See Nina Dyer’s full essay https://www.mothermother.co.nz/iterations/onepu
Dina Jezdić wrote…
Colour moves through the space like a tide, steady and unforced. In Jana Wood’s paintings, vivid gestures meet the rhythm of the coast. Joy emerges, not as a denial of sorrow, but held gently within it. Her brushstrokes carry the motion of estuarine waters, shifting and restless, refusing to be fixed. They do not explain. They evoke.

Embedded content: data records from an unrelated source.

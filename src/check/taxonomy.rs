//! Section code → rule tag table
//!
//! Replies cite style-guide sections as dotted codes such as `(2.3.1)`.
//! The table maps each known code to the canonical rule tag used in
//! diagnostic markers, plus the category that selects how the message is
//! formatted.

use std::collections::HashMap;

/// How a rule's message is shaped before it reaches the host logger
#[derive(Debug, Clone, Copy, PartialEq, Eq, Hash)]
pub enum RuleCategory {
    /// Javadoc rules: comment rewrite plus template escaping
    Documentation,
    /// Naming rules: message passed through as an opaque argument
    Naming,
}

/// A classified rule from the taxonomy
#[derive(Debug, Clone, Copy, PartialEq, Eq, Hash)]
pub struct RuleTag {
    pub name: &'static str,
    pub category: RuleCategory,
}

impl RuleTag {
    pub const fn new(name: &'static str, category: RuleCategory) -> Self {
        Self { name, category }
    }

    pub fn is_documentation(&self) -> bool {
        self.category == RuleCategory::Documentation
    }
}

/// Marker used when a finding cites no known section
pub const GENERIC_MARKER: &str = "LLMStyle";

const DEFAULT_SECTIONS: [(&str, RuleTag); 9] = [
    // 1 - Documentation
    ("1.1.1", RuleTag::new("SummaryJavadoc", RuleCategory::Documentation)),
    ("1.1.2", RuleTag::new("JavadocRequired", RuleCategory::Documentation)),
    // 2 - Naming conventions
    ("2.1.1", RuleTag::new("ClassName", RuleCategory::Naming)),
    ("2.2.1", RuleTag::new("MethodName", RuleCategory::Naming)),
    ("2.3.1", RuleTag::new("ConstantName", RuleCategory::Naming)),
    ("2.3.2", RuleTag::new("MemberName", RuleCategory::Naming)),
    ("2.4.1", RuleTag::new("ParameterName", RuleCategory::Naming)),
    ("2.5.1", RuleTag::new("LocalVariableName", RuleCategory::Naming)),
    ("2.6.1", RuleTag::new("TypeVariableName", RuleCategory::Naming)),
];

/// Read-only mapping from section code to rule tag.
///
/// Built once and shared by reference; nothing mutates it after
/// construction.
#[derive(Debug, Clone)]
pub struct TaxonomyTable {
    sections: HashMap<&'static str, RuleTag>,
}

impl Default for TaxonomyTable {
    fn default() -> Self {
        Self::from_entries(DEFAULT_SECTIONS)
    }
}

impl TaxonomyTable {
    pub fn from_entries(entries: impl IntoIterator<Item = (&'static str, RuleTag)>) -> Self {
        Self {
            sections: entries.into_iter().collect(),
        }
    }

    /// Look up a dotted section code such as `"2.3.1"`
    pub fn lookup(&self, code: &str) -> Option<RuleTag> {
        self.sections.get(code.trim()).copied()
    }

    pub fn contains(&self, code: &str) -> bool {
        self.lookup(code).is_some()
    }

    pub fn len(&self) -> usize {
        self.sections.len()
    }

    pub fn is_empty(&self) -> bool {
        self.sections.is_empty()
    }

    /// All tags in the table, sorted by section code
    pub fn entries(&self) -> Vec<(&'static str, RuleTag)> {
        let mut entries: Vec<_> = self.sections.iter().map(|(k, v)| (*k, *v)).collect();
        entries.sort_by(|a, b| a.0.cmp(b.0));
        entries
    }
}
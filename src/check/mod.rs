//! LLM style check
//!
//! Turns a model's free-text review of a source file into located
//! diagnostics. The pipeline per file is:
//!
//! 1. build the numbered prompt and look it up in the reply cache
//! 2. on a miss, ask the backend and persist the reply
//! 3. parse the reply into [`Finding`]s ([`finding`])
//! 4. anchor each finding on the host tree or raw text ([`locate`])
//! 5. shape the message for the host formatter ([`message`])
//!
//! [`driver::ReconciliationDriver`] runs the steps and owns every failure:
//! nothing raised while checking one file reaches the host.

pub mod driver;
pub mod finding;
pub mod locate;
pub mod message;
pub mod taxonomy;

pub use driver::{FileReport, ReconciliationDriver};
pub use finding::{parse_reply, Finding, Severity};
pub use locate::{resolve, LocationKind, ResolvedLocation, SourceIndex};
pub use message::{escape_template, format_message, render_template, FormattedMessage};
pub use taxonomy::{RuleCategory, RuleTag, TaxonomyTable, GENERIC_MARKER};

use serde::Deserialize;

/// Settings the host passes to the check
#[derive(Debug, Clone, PartialEq, Eq, Deserialize)]
#[serde(default)]
pub struct CheckSettings {
    /// When false the check does nothing for any file
    pub enabled: bool,
    /// When false, `[WARN]` findings are dropped
    pub show_warnings: bool,
    /// Tab stop used for visual columns
    pub tab_width: usize,
    /// Added to every computed visual column
    pub column_offset: i64,
}

impl Default for CheckSettings {
    fn default() -> Self {
        Self {
            enabled: true,
            show_warnings: true,
            tab_width: 4,
            column_offset: 0,
        }
    }
}

impl CheckSettings {
    pub fn sanitize(&mut self) {
        self.tab_width = self.tab_width.max(1);
    }
}
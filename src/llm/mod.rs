//! Language-model backends
//!
//! The check depends on one capability, [`ResponseGenerator`]: turn a prompt
//! into reply text, or nothing. [`LlmBackend`] implements it for the four
//! supported provider shapes; which one is used is decided from the endpoint
//! string alone by [`Provider::from_endpoint`].

mod client;

pub use client::LlmBackend;

use serde::Deserialize;
use std::future::Future;
use std::pin::Pin;
use thiserror::Error;

/// Boxed future returned by [`ResponseGenerator::generate_response`]
pub type GenerateFuture<'a> =
    Pin<Box<dyn Future<Output = anyhow::Result<Option<String>>> + Send + 'a>>;

/// Produces a reply for a prompt.
///
/// `Ok(None)` means the backend answered without a usable reply (HTTP error
/// status, empty body). `Err` is reserved for transport and decoding
/// failures; callers treat both as "no findings".
pub trait ResponseGenerator: Send + Sync {
    fn generate_response<'a>(&'a self, prompt: &'a str) -> GenerateFuture<'a>;
}

/// Configuration errors raised before any network call
#[derive(Debug, Error, PartialEq, Eq)]
pub enum ConfigError {
    #[error("Unsupported LLM endpoint: '{0}'")]
    UnsupportedEndpoint(String),
    #[error("Invalid LLM endpoint URL '{endpoint}': {reason}")]
    InvalidEndpoint { endpoint: String, reason: String },
    #[error("Failed to read config file {path}: {reason}")]
    Unreadable { path: String, reason: String },
    #[error("Invalid config file {path}: {reason}")]
    Invalid { path: String, reason: String },
}

/// Wire protocol family of a backend
#[derive(Debug, Clone, Copy, PartialEq, Eq)]
pub enum Provider {
    OpenAi,
    Anthropic,
    Gemini,
    Local,
}

const GEMINI_HOSTS: &[&str] = &["generativelanguage.googleapis.com"];
const OPENAI_HOSTS: &[&str] = &["api.openai.com", "mistral.ai", "openrouter.ai", "groq.com"];
const ANTHROPIC_HOSTS: &[&str] = &["anthropic.com"];
const LOCAL_HOSTS: &[&str] = &["localhost", "127.0.0.1", "0.0.0.0", "[::1]"];

impl Provider {
    /// Pick the provider for an endpoint. Pure; no I/O.
    pub fn from_endpoint(endpoint: &str) -> Result<Self, ConfigError> {
        let table: [(&[&str], Provider); 4] = [
            (GEMINI_HOSTS, Provider::Gemini),
            (OPENAI_HOSTS, Provider::OpenAi),
            (ANTHROPIC_HOSTS, Provider::Anthropic),
            (LOCAL_HOSTS, Provider::Local),
        ];
        // Hosts are case-insensitive
        let normalized = endpoint.trim().to_lowercase();
        if normalized.is_empty() {
            return Err(ConfigError::UnsupportedEndpoint(endpoint.to_string()));
        }
        table
            .iter()
            .find(|(hosts, _)| hosts.iter().any(|h| normalized.contains(h)))
            .map(|(_, provider)| *provider)
            .ok_or_else(|| ConfigError::UnsupportedEndpoint(endpoint.to_string()))
    }

    pub fn label(&self) -> &'static str {
        match self {
            Provider::OpenAi => "openai",
            Provider::Anthropic => "anthropic",
            Provider::Gemini => "gemini",
            Provider::Local => "local",
        }
    }

    /// Model used when none is configured. Gemini takes its model from the URL.
    pub fn default_model(&self) -> Option<&'static str> {
        match self {
            Provider::OpenAi => Some("gpt-4"),
            Provider::Anthropic => Some("claude-3"),
            Provider::Local => Some("llama3"),
            Provider::Gemini => None,
        }
    }

    /// Provider-specific environment variable holding the API key
    pub fn api_key_env(&self) -> Option<&'static str> {
        match self {
            Provider::OpenAi => Some("OPENAI_API_KEY"),
            Provider::Anthropic => Some("ANTHROPIC_API_KEY"),
            Provider::Gemini => Some("GEMINI_API_KEY"),
            Provider::Local => None,
        }
    }

    pub fn requires_api_key(&self) -> bool {
        !matches!(self, Provider::Local)
    }
}

/// Endpoint, credentials and sampling settings for the backend
#[derive(Debug, Clone, PartialEq, Deserialize)]
#[serde(default)]
pub struct BackendSettings {
    pub endpoint: String,
    pub api_key: Option<String>,
    pub model: Option<String>,
    pub temperature: f64,
    pub seed: Option<i64>,
    pub max_output_tokens: Option<u32>,
    pub thinking_tokens: Option<u32>,
}

impl Default for BackendSettings {
    fn default() -> Self {
        Self {
            endpoint: String::new(),
            api_key: None,
            model: None,
            temperature: 1.0,
            seed: None,
            max_output_tokens: None,
            thinking_tokens: None,
        }
    }
}

impl BackendSettings {
    pub fn provider(&self) -> Result<Provider, ConfigError> {
        Provider::from_endpoint(&self.endpoint)
    }

    /// Configured model, else the provider default
    pub fn model_for(&self, provider: Provider) -> Option<String> {
        self.model
            .clone()
            .filter(|m| !m.trim().is_empty())
            .or_else(|| provider.default_model().map(str::to_string))
    }
}

/// Build the backend for the configured endpoint
pub fn create_backend(settings: &BackendSettings) -> Result<LlmBackend, ConfigError> {
    let provider = settings.provider()?;
    log::debug!(
        "selected {} backend for {}",
        provider.label(),
        settings.endpoint
    );
    if provider.requires_api_key() && settings.api_key.is_none() {
        log::warn!(
            "No API key configured for the {} endpoint; requests are sent without credentials",
            provider.label()
        );
    }
    LlmBackend::new(provider, settings.clone())
}

#[cfg(test)]
mod tests {
    use super::*;

    #[test]
    fn test_provider_selection_table() {
        let cases = [
            (
                "https://generativelanguage.googleapis.com/v1beta/models/gemini-pro:generateContent",
                Provider::Gemini,
            ),
            ("https://api.openai.com/v1/chat/completions", Provider::OpenAi),
            ("https://api.mistral.ai/v1/chat/completions", Provider::OpenAi),
            ("https://openrouter.ai/api/v1/chat/completions", Provider::OpenAi),
            ("https://api.groq.com/openai/v1/chat/completions", Provider::OpenAi),
            ("https://api.anthropic.com/v1/messages", Provider::Anthropic),
            ("http://localhost:11434/v1/chat/completions", Provider::Local),
            ("http://127.0.0.1:8080/v1/chat/completions", Provider::Local),
            ("http://[::1]:8080/v1/chat/completions", Provider::Local),
            ("https://API.OpenAI.com/v1/chat/completions", Provider::OpenAi),
            ("http://LOCALHOST:11434/v1/chat/completions", Provider::Local),
            ("https://Api.Anthropic.COM/v1/messages", Provider::Anthropic),
        ];
        for (endpoint, expected) in cases {
            assert_eq!(Provider::from_endpoint(endpoint), Ok(expected), "{endpoint}");
        }
    }

    #[test]
    fn test_unknown_and_empty_endpoints_are_rejected() {
        assert_eq!(
            Provider::from_endpoint("https://example.com/llm"),
            Err(ConfigError::UnsupportedEndpoint(
                "https://example.com/llm".to_string()
            ))
        );
        assert!(matches!(
            Provider::from_endpoint("   "),
            Err(ConfigError::UnsupportedEndpoint(_))
        ));
        assert!(create_backend(&BackendSettings::default()).is_err());
    }

    #[test]
    fn test_model_defaults() {
        let settings = BackendSettings::default();
        assert_eq!(settings.model_for(Provider::OpenAi).as_deref(), Some("gpt-4"));
        assert_eq!(settings.model_for(Provider::Local).as_deref(), Some("llama3"));
        assert_eq!(settings.model_for(Provider::Gemini), None);

        let settings = BackendSettings {
            model: Some("gpt-4o-mini".into()),
            ..BackendSettings::default()
        };
        assert_eq!(
            settings.model_for(Provider::OpenAi).as_deref(),
            Some("gpt-4o-mini")
        );
    }

    #[test]
    fn test_settings_deserialize_with_defaults() {
        let settings: BackendSettings =
            toml::from_str("endpoint = \"https://api.openai.com/v1/chat/completions\"").unwrap();
        assert_eq!(settings.temperature, 1.0);
        assert_eq!(settings.provider(), Ok(Provider::OpenAi));
    }
}
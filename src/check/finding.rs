//! Reply parsing
//!
//! Turns the backend's free-form reply into [`Finding`]s. Each non-blank
//! reply line is one candidate finding; metadata is pulled out of its
//! parenthesized groups:
//!
//! ```text
//! [ERROR] Name 'doStuff' is not camelCase (2.2.1) (line 10)
//! ^^^^^^^                                  ^^^^^   ^^^^^^^
//! severity                          section code   line reference
//! ```

use super::taxonomy::{RuleTag, TaxonomyTable, GENERIC_MARKER};
use regex::Regex;
use std::sync::OnceLock;

/// Severity class of a reply line
#[derive(Debug, Clone, Copy, PartialEq, Eq, Hash, PartialOrd, Ord)]
pub enum Severity {
    Info,
    Warning,
    Error,
}

const ERROR_TAGS: [&str; 2] = ["[error]", "[violation]"];
const WARNING_TAGS: [&str; 2] = ["[warn]", "[warning]"];

impl Severity {
    /// Classify a trimmed reply line by its leading tag (case-insensitive)
    pub fn classify(line: &str) -> Self {
        let lower = line.trim_start().to_lowercase();
        if ERROR_TAGS.iter().any(|tag| lower.starts_with(tag)) {
            Severity::Error
        } else if WARNING_TAGS.iter().any(|tag| lower.starts_with(tag)) {
            Severity::Warning
        } else {
            Severity::Info
        }
    }

    /// Errors always surface; everything else only when warnings are shown
    pub fn is_visible(&self, show_warnings: bool) -> bool {
        *self == Severity::Error || show_warnings
    }

    pub fn label(&self) -> &'static str {
        match self {
            Severity::Error => "ERROR",
            Severity::Warning => "WARN",
            Severity::Info => "INFO",
        }
    }
}

impl std::fmt::Display for Severity {
    fn fmt(&self, f: &mut std::fmt::Formatter<'_>) -> std::fmt::Result {
        f.write_str(self.label())
    }
}

/// One parsed, not-yet-located observation from a reply line
#[derive(Debug, Clone, PartialEq, Eq)]
pub struct Finding {
    pub severity: Severity,
    /// 1-based line the reply points at
    pub target_line: Option<usize>,
    /// Last free-text parenthesized group
    pub payload: Option<String>,
    pub rule_tag: Option<RuleTag>,
    pub identifier_hint: Option<String>,
    /// The trimmed reply line this finding came from
    pub text: String,
}

impl Finding {
    /// Parse a single reply line. Visibility filtering happens in
    /// [`parse_reply`]; this always produces a finding.
    pub fn parse_line(line: &str, taxonomy: &TaxonomyTable) -> Self {
        let text = line.trim().to_string();
        let groups = paren_groups(&text);

        let target_line = groups.iter().find_map(|g| line_reference(g));
        let payload = groups
            .iter()
            .rev()
            .map(|g| g.trim())
            .find(|g| !g.is_empty() && !is_metadata_group(g))
            .map(str::to_string);
        let rule_tag = groups
            .iter()
            .filter(|g| is_section_code(g))
            .find_map(|g| taxonomy.lookup(g));
        let identifier_hint = extract_identifier(payload.as_deref().unwrap_or(&text));

        Self {
            severity: Severity::classify(&text),
            target_line,
            payload,
            rule_tag,
            identifier_hint,
            text,
        }
    }

    /// Text shown in the diagnostic before the marker
    pub fn display_text(&self) -> &str {
        self.payload.as_deref().unwrap_or(&self.text)
    }

    /// Rule tag name, or the generic marker when unclassified
    pub fn marker_name(&self) -> &'static str {
        self.rule_tag.map(|t| t.name).unwrap_or(GENERIC_MARKER)
    }

    pub fn is_documentation(&self) -> bool {
        self.rule_tag.is_some_and(|t| t.is_documentation())
    }
}

/// Split a reply into findings, preserving reply order.
///
/// Blank lines are dropped; lines whose severity is hidden by
/// `show_warnings` never become findings.
pub fn parse_reply(reply: &str, taxonomy: &TaxonomyTable, show_warnings: bool) -> Vec<Finding> {
    reply
        .split(is_line_break)
        .map(str::trim)
        .filter(|line| !line.is_empty())
        .filter(|line| Severity::classify(line).is_visible(show_warnings))
        .map(|line| Finding::parse_line(line, taxonomy))
        .collect()
}

pub(crate) fn is_line_break(c: char) -> bool {
    matches!(
        c,
        '\n' | '\r' | '\u{0B}' | '\u{0C}' | '\u{85}' | '\u{2028}' | '\u{2029}'
    )
}

fn paren_group_regex() -> &'static Regex {
    static RE: OnceLock<Regex> = OnceLock::new();
    RE.get_or_init(|| Regex::new(r"\(([^()]*)\)").expect("valid paren group regex"))
}

fn line_reference_regex() -> &'static Regex {
    static RE: OnceLock<Regex> = OnceLock::new();
    RE.get_or_init(|| {
        Regex::new(r"(?i)^\s*(?:(?:line|ln|l)\.?\s*)?(\d+)\s*$").expect("valid line ref regex")
    })
}

fn section_code_regex() -> &'static Regex {
    static RE: OnceLock<Regex> = OnceLock::new();
    RE.get_or_init(|| Regex::new(r"^\s*\d+(?:\.\d+)+\s*$").expect("valid section regex"))
}

fn quoted_identifier_regex() -> &'static Regex {
    static RE: OnceLock<Regex> = OnceLock::new();
    RE.get_or_init(|| Regex::new(r"'([A-Za-z_][A-Za-z0-9_]*)'").expect("valid quoted regex"))
}

fn bare_identifier_regex() -> &'static Regex {
    static RE: OnceLock<Regex> = OnceLock::new();
    RE.get_or_init(|| Regex::new(r"[A-Za-z_][A-Za-z0-9_]*").expect("valid identifier regex"))
}

/// Contents of every innermost `( ... )` group, left to right
pub(crate) fn paren_groups(line: &str) -> Vec<&str> {
    paren_group_regex()
        .captures_iter(line)
        .filter_map(|c| c.get(1).map(|m| m.as_str()))
        .collect()
}

/// `(10)`, `(line 10)`, `(L10)` → 10. Line zero is not a line.
pub(crate) fn line_reference(group: &str) -> Option<usize> {
    line_reference_regex()
        .captures(group)
        .and_then(|c| c.get(1))
        .and_then(|m| m.as_str().parse::<usize>().ok())
        .filter(|line| *line >= 1)
}

pub(crate) fn is_section_code(group: &str) -> bool {
    section_code_regex().is_match(group)
}

fn is_metadata_group(group: &str) -> bool {
    is_section_code(group) || line_reference(group).is_some()
}

/// Quoted identifier first; otherwise the *last* bare identifier-shaped word.
///
/// The bare fallback binds to whatever word ends the text, which is often
/// plain English rather than a symbol. Callers rely on this exact ordering.
pub(crate) fn extract_identifier(text: &str) -> Option<String> {
    if let Some(quoted) = quoted_identifier_regex()
        .captures(text)
        .and_then(|c| c.get(1))
    {
        return Some(quoted.as_str().to_string());
    }
    bare_identifier_regex()
        .find_iter(text)
        .last()
        .map(|m| m.as_str().to_string())
}

#[cfg(test)]
mod tests {
    use super::*;

    fn table() -> TaxonomyTable {
        TaxonomyTable::default()
    }

    #[test]
    fn test_severity_classification() {
        assert_eq!(Severity::classify("[ERROR] bad"), Severity::Error);
        assert_eq!(Severity::classify("[Violation] bad"), Severity::Error);
        assert_eq!(Severity::classify("[warn] meh"), Severity::Warning);
        assert_eq!(Severity::classify("[WARNING] meh"), Severity::Warning);
        assert_eq!(Severity::classify("Consider renaming"), Severity::Info);
        assert_eq!(Severity::classify("error without brackets"), Severity::Info);
    }

    #[test]
    fn test_warnings_hidden_when_disabled() {
        let reply = "[warn] Name 'x' is short (12)\n[error] Name 'y' is bad (13)\nplain note (14)";
        let findings = parse_reply(reply, &table(), false);
        assert_eq!(findings.len(), 1);
        assert_eq!(findings[0].severity, Severity::Error);
        assert_eq!(findings[0].target_line, Some(13));

        let findings = parse_reply(reply, &table(), true);
        assert_eq!(findings.len(), 3);
        assert_eq!(findings[2].severity, Severity::Info);
    }

    #[test]
    fn test_blank_lines_and_mixed_line_endings() {
        let reply = "\r\n[ERROR] one (1)\r\n\r\n   \n[ERROR] two (2)\r[ERROR] three (3)";
        let lines: Vec<_> = parse_reply(reply, &table(), true)
            .into_iter()
            .map(|f| f.target_line)
            .collect();
        assert_eq!(lines, vec![Some(1), Some(2), Some(3)]);
    }

    #[test]
    fn test_section_code_and_quoted_identifier() {
        let f = Finding::parse_line(
            "[ERROR] Constant 'MAX_SIZE' must be upper snake case (2.3.1)",
            &table(),
        );
        assert_eq!(f.rule_tag.map(|t| t.name), Some("ConstantName"));
        assert_eq!(f.identifier_hint.as_deref(), Some("MAX_SIZE"));
        assert_eq!(f.target_line, None);
        assert_eq!(f.payload, None);
    }

    #[test]
    fn test_line_reference_forms() {
        assert_eq!(line_reference("10"), Some(10));
        assert_eq!(line_reference(" line 10 "), Some(10));
        assert_eq!(line_reference("Line 7"), Some(7));
        assert_eq!(line_reference("L42"), Some(42));
        assert_eq!(line_reference("ln. 3"), Some(3));
        assert_eq!(line_reference("0"), None);
        assert_eq!(line_reference("2.3.1"), None);
        assert_eq!(line_reference("expected 3 words"), None);
    }

    #[test]
    fn test_first_line_reference_wins() {
        let f = Finding::parse_line("[ERROR] (12) (2.2.1) (see also 40) (30)", &table());
        assert_eq!(f.target_line, Some(12));
    }

    #[test]
    fn test_payload_is_last_free_text_group() {
        let f = Finding::parse_line(
            "[ERROR] (12) (2.2.1) (first note) (Method 'Foo' should be lowerCamelCase)",
            &table(),
        );
        assert_eq!(
            f.payload.as_deref(),
            Some("Method 'Foo' should be lowerCamelCase")
        );
        assert_eq!(f.identifier_hint.as_deref(), Some("Foo"));
        assert_eq!(f.display_text(), "Method 'Foo' should be lowerCamelCase");
    }

    #[test]
    fn test_first_known_section_code_wins() {
        let f = Finding::parse_line("[ERROR] x (9.9.9) (2.4.1) (2.5.1)", &table());
        assert_eq!(f.rule_tag.map(|t| t.name), Some("ParameterName"));
    }

    #[test]
    fn test_unknown_section_uses_generic_marker() {
        let f = Finding::parse_line("[ERROR] x (9.9.9)", &table());
        assert!(f.rule_tag.is_none());
        assert_eq!(f.marker_name(), "LLMStyle");
    }

    #[test]
    fn test_bare_identifier_fallback_takes_last_word() {
        // Known false-positive binding: the trailing English word wins.
        assert_eq!(
            extract_identifier("rename value to count please").as_deref(),
            Some("please")
        );
        assert_eq!(extract_identifier("10abc 20").as_deref(), Some("abc"));
        assert_eq!(extract_identifier("42 ..."), None);
    }

    #[test]
    fn test_quoted_identifier_preferred_over_bare() {
        assert_eq!(
            extract_identifier("name 'doStuff' is not camelCase").as_deref(),
            Some("doStuff")
        );
        assert_eq!(
            extract_identifier("'not an ident' then 'ok_1'").as_deref(),
            Some("ok_1")
        );
    }

    #[test]
    fn test_parsing_is_idempotent() {
        let reply = "[ERROR] Name 'doStuff' is not camelCase (2.2.1) (line 10)\n\
                     [warn] Field 'x' (2.3.2) (4) (too short)\n\
                     free text without anything";
        let first = parse_reply(reply, &table(), true);
        let second = parse_reply(reply, &table(), true);
        assert_eq!(first, second);
        assert_eq!(first.len(), 3);
    }

    #[test]
    fn test_end_to_end_reply_line() {
        let f = Finding::parse_line(
            "[ERROR] Name 'doStuff' is not camelCase (2.2.1) (line 10)",
            &table(),
        );
        assert_eq!(f.severity, Severity::Error);
        assert_eq!(f.target_line, Some(10));
        assert_eq!(f.rule_tag.map(|t| t.name), Some("MethodName"));
        assert_eq!(f.identifier_hint.as_deref(), Some("doStuff"));
        assert_eq!(f.payload, None);
    }
}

Like salt left on the skin after swimming, they remain as a trace of intimacy, a quiet reminder of what was once submerged.
See Dina Jezdić’s full review in the Spring 2025 edition of Art New Zealand, Pages 44-45


Korowai, 1000x1000mm, earth pigments, synthetic pigments calcium carbonate, iron-sand on board


Blue Zone, 1000x1000mm, earth pigments, synthetic pigments, calcium carbonate, iron-sand on board


Whenua 1000x1000mm, earth pigments, synthetic pigments, calcium carbonate, iron-sand on board (sold)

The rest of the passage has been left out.